[PATCH 1 of 9 V3] cmdutil: add the class to restore dirstate at unexpected failure easily

Fri May 8 21:00:02 CDT 2015

On 05/06/2015 08:15 PM, FUJIWARA Katsunori wrote:
> # HG changeset patch
> # User FUJIWARA Katsunori <foozy at lares.dti.ne.jp>
> # Date 1430968030 -32400
> #      Thu May 07 12:07:10 2015 +0900
> # Node ID 449a46109f0c96bb8d82d4edf2c8855341558c2f
> # Parent  8174d27576a3fff28fb6f952a4c89d5c0b900214
> cmdutil: add the class to restore dirstate at unexpected failure easily
>
> Before this patch, after "dirstate.write()" execution, there is no way
> to restore dirstate to the original status before "dirstate.write()".
>
> In some code paths, "dirstate.invalidate()" is used as a kind of
> "restore .hg/dirstate to the original status". But it just avoids
> writing changes in memory out, and doesn't actually restore
> ".hg/dirstate" file. "dirstate.write()" prevents it from working as
> expected.
>
> To fix the issue that recent (in memory) dirstate isn't visible to
> external process (e.g. "precommit" hooks), "dirstate.write()" should
> be invoked before invocation of external process. But at the same
> time, ".hg/dirstate" should be restored to the status before
> "dirstate.write()" at unexpected failure in some cases.
>
> This patch adds the class "dirstateguard" to easily restore
> ".hg/dirstate" at unexpected failure. Typical usecase of it is:
>
>      # (1) build dirstate up
>      ....
>
>      # (2) write dirstate out, and backup ".hg/dirstate"
>      dsguard = dirstateguard(repo, 'scopename')
>      try:
>          # (3) execute somethig to do:
>          #     this may imply making some additional changes on dirstate
>          ....
>
>          # (4) unlink backup-ed dirstate file at the end of dsguard scope
>          dsguard.close()
>      finally:
>          # (5) if execution is aborted before "dsguard.close()",
>          #     ".hg/dirstate" is restored from the backup
>          dsguard.release()

This "invocation" before external process, sounded really like the 
"pending mechanism" used in transaction. Things are a bit different 
since the dirstate also refers to content of the working copy, that have 
been already flushed to disk. But as far as I understand, the dirstate 
refers to parents that may be only contained in the the transaction.

The real question here is: What should external writer see during the 
process.

If it make more sense for external writer to be able to have a peek at 
the dirstate, we should write it.
If external writer cannot understand what is in the dirstate data, it 
should not be written to disk until the transaction is completed, and 
using a `.pending` mechanism instead.

> For this kind of issue, "extending transaction" approach (in
> https://titanpad.com/mercurial32-sprint) seems not to be suitable,
> because:
>
>    - transaction nesting occurs in some cases (e.g. "shelve => rebase"), and
>
>    - "dirstate" may be already modified since the beginning of OUTER
>      transaction scope, then
>
>    - dirstate should be backed up into the file other than
>      "dirstate.journal" at the beginning of INNER transaction scope, but
>
>    - such alternative backup files are useless for transaction itself,
>      and increases complication of its implementation

Some part about the transaction confuses me.

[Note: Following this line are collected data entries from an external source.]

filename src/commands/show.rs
//! Show command
//!
//! Loads solved or scrambled records for display, checking each one.

use crate::output::records::{AnyRecord, read_jsonl_file};
use anyhow::{Context, Result};
use std::path::Path;

/// Load and validate every record in a JSON-lines file
///
/// # Errors
///
/// Returns an error if the file cannot be read or a record is inconsistent.
pub fn load_records<P: AsRef<Path>>(path: P, limit: Option<usize>) -> Result<Vec<AnyRecord>> {
    let mut records: Vec<AnyRecord> = read_jsonl_file(path)?;
    if let Some(limit) = limit {
        records.truncate(limit);
    }

    for (i, record) in records.iter().enumerate() {
        let checked = match record {
            AnyRecord::Solved(solved) => solved.validate(),
            AnyRecord::Scrambled(scrambled) => scrambled.to_puzzle().map(|_| ()),
        };
        checked.with_context(|| format!("Record #{} is inconsistent", i + 1))?;
    }
    Ok(records)
}
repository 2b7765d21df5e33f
//! Embedded word list
//!
//! Word list compiled into the binary at build time.

// Include generated word list from build script
include!(concat!(env!("OUT_DIR"), "/words.rs"));
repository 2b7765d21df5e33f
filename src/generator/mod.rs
//! Solved-waffle generation
//!
//! A [`WordIndex`] is built once from the word list; [`WaffleBuilder`] runs one
//! backtracking search per attempt against it, and the driver repeats attempts
//! until enough waffles are collected or the try budget runs out.

mod builder;
pub mod driver;
mod index;

pub use builder::{Waffle, WaffleBuilder};
pub use driver::{GenerateConfig, GenerationReport, generate, generate_parallel};
pub use index::{WordId, WordIndex};
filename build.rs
//! Build script to generate the embedded word list
//!
//! Reads the word list file and generates Rust source code with a const array.

use std::env;
use std::fs;
use std::io::Write;
use std::path::Path;

fn main() {
    let out_dir = env::var("OUT_DIR").unwrap();

    generate_word_list(
        "data/words.txt",
        &Path::new(&out_dir).join("words.rs"),
        "WORDS",
        "Default five-letter word list for waffle generation",
    );

    // Rebuild if the word list changes
    println!("cargo:rerun-if-changed=data/words.txt");
}

fn generate_word_list(input_path: &str, output_path: &Path, const_name: &str, doc_comment: &str) {
    let content = fs::read_to_string(input_path)
        .unwrap_or_else(|e| panic!("Failed to read {input_path}: {e}"));

    let words: Vec<&str> = content
        .lines()
        .map(str::trim)
        .filter(|line| !line.is_empty())
        .collect();
    let count = words.len();

    let mut output = fs::File::create(output_path)
        .unwrap_or_else(|e| panic!("Failed to create {}: {e}", output_path.display()));

    writeln!(output, "// Generated word list").unwrap();
    writeln!(output, "//").unwrap();
    writeln!(output, "// {doc_comment}").unwrap();
    writeln!(output).unwrap();
    writeln!(output, "/// {doc_comment}").unwrap();
    writeln!(output, "pub const {const_name}: &[&str] = &[").unwrap();

    for word in words {
        writeln!(output, "    \"{word}\",").unwrap();
    }

    writeln!(output, "];").unwrap();
    writeln!(output).unwrap();
    writeln!(output, "/// Number of words in {const_name}").unwrap();
    writeln!(output, "pub const {const_name}_COUNT: usize = {count};").unwrap();
}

  - Yes, you are right, the dirstate changes may have a wider life spawn 
than the transaction.

  - Therefor doing backup there is not suitable (and is maybe never 
useful) (your are still right there)

  - However, for any changes started inside a transaction, we should 
never write data in .hg/dirstate until the transaction is actually 
committed (because it likely refers to unwritten data in the 
transaction). This means that hooks/editors/etc would need to access a 
.hg/distate.pending in that case.

  - The transaction API allow for both "wait until transaction is closed 
to flush that file" logic and "please write pending data for hooks" 
logic. It looks like the dirstate handling should collaborate with the 
transaction if one exist when dirstate manipulation are done. I'm not 
sure how much it happen.

Another things that concerns me is "re-entrance", you code use a 
distinct object for each scope, using its own backup and everything.
This seems simple enough, provide nesting and work probably well. 
However your backup is based on the "name" provided in the code. This 
mean that two nested calls with the same "name" will overwrite each 
other. We should throw some unique identifier in there. `id(self)` would do.

This re-entrance business transition perfectly to my last question: It 
seems like this superseed the beginparentchange/endparentchange system 
previously in place. However, there is still multiple call to this 
system. Could we, in theory replace them will with the new system? If 
not, why?

Also, this old system was living on the dirstate object directly. would 
it make sense to move the guardian business there?

Summary of questions/topics
===========================

- Do we need a pending mechanism ?
- It seems like it would make sense to attach the logic to the 
transaction if one exists. Though?
- Possible "name" collision and necessity to make identifier unique.
- What's the fate of beginparentchange

Beside the question aboves (and some typo I can fix in-flight), the 
series looks like an improvement to me. I'll take it once the above 
point are clarified.

> +class dirstateguard(object):
> +    '''Restore dirstate at unexpected failure.
> +
> +    At the construction, this class does:
> +
> +    - write current ``repo.dirstate`` out, and
> +    - save ``.hg/dirstate`` into the backup file
> +
> +    This restores ``.hg/dirstate`` from backup file, if ``release()``
> +    is invoked before ``close()``.
> +
> +    This just removes the backup file at ``close()`` before ``release()``.
> +    '''
> +
> +    def __init__(self, repo, name):
> +        repo.dirstate.write()
> +        self.repo = repo
> +        self.name = 'dirstate.backup.%s' % name

this "name" is actually a filename, would we rename that into 'filename'?
(could be a follow up)

> +        repo.vfs.write(self.name, repo.vfs.tryread('dirstate'))
> +        self.active = True
> +        self.closed = False

also: Could we have all the attributes marked private as private
(could be a follow up)

-- 
Pierre-Yves David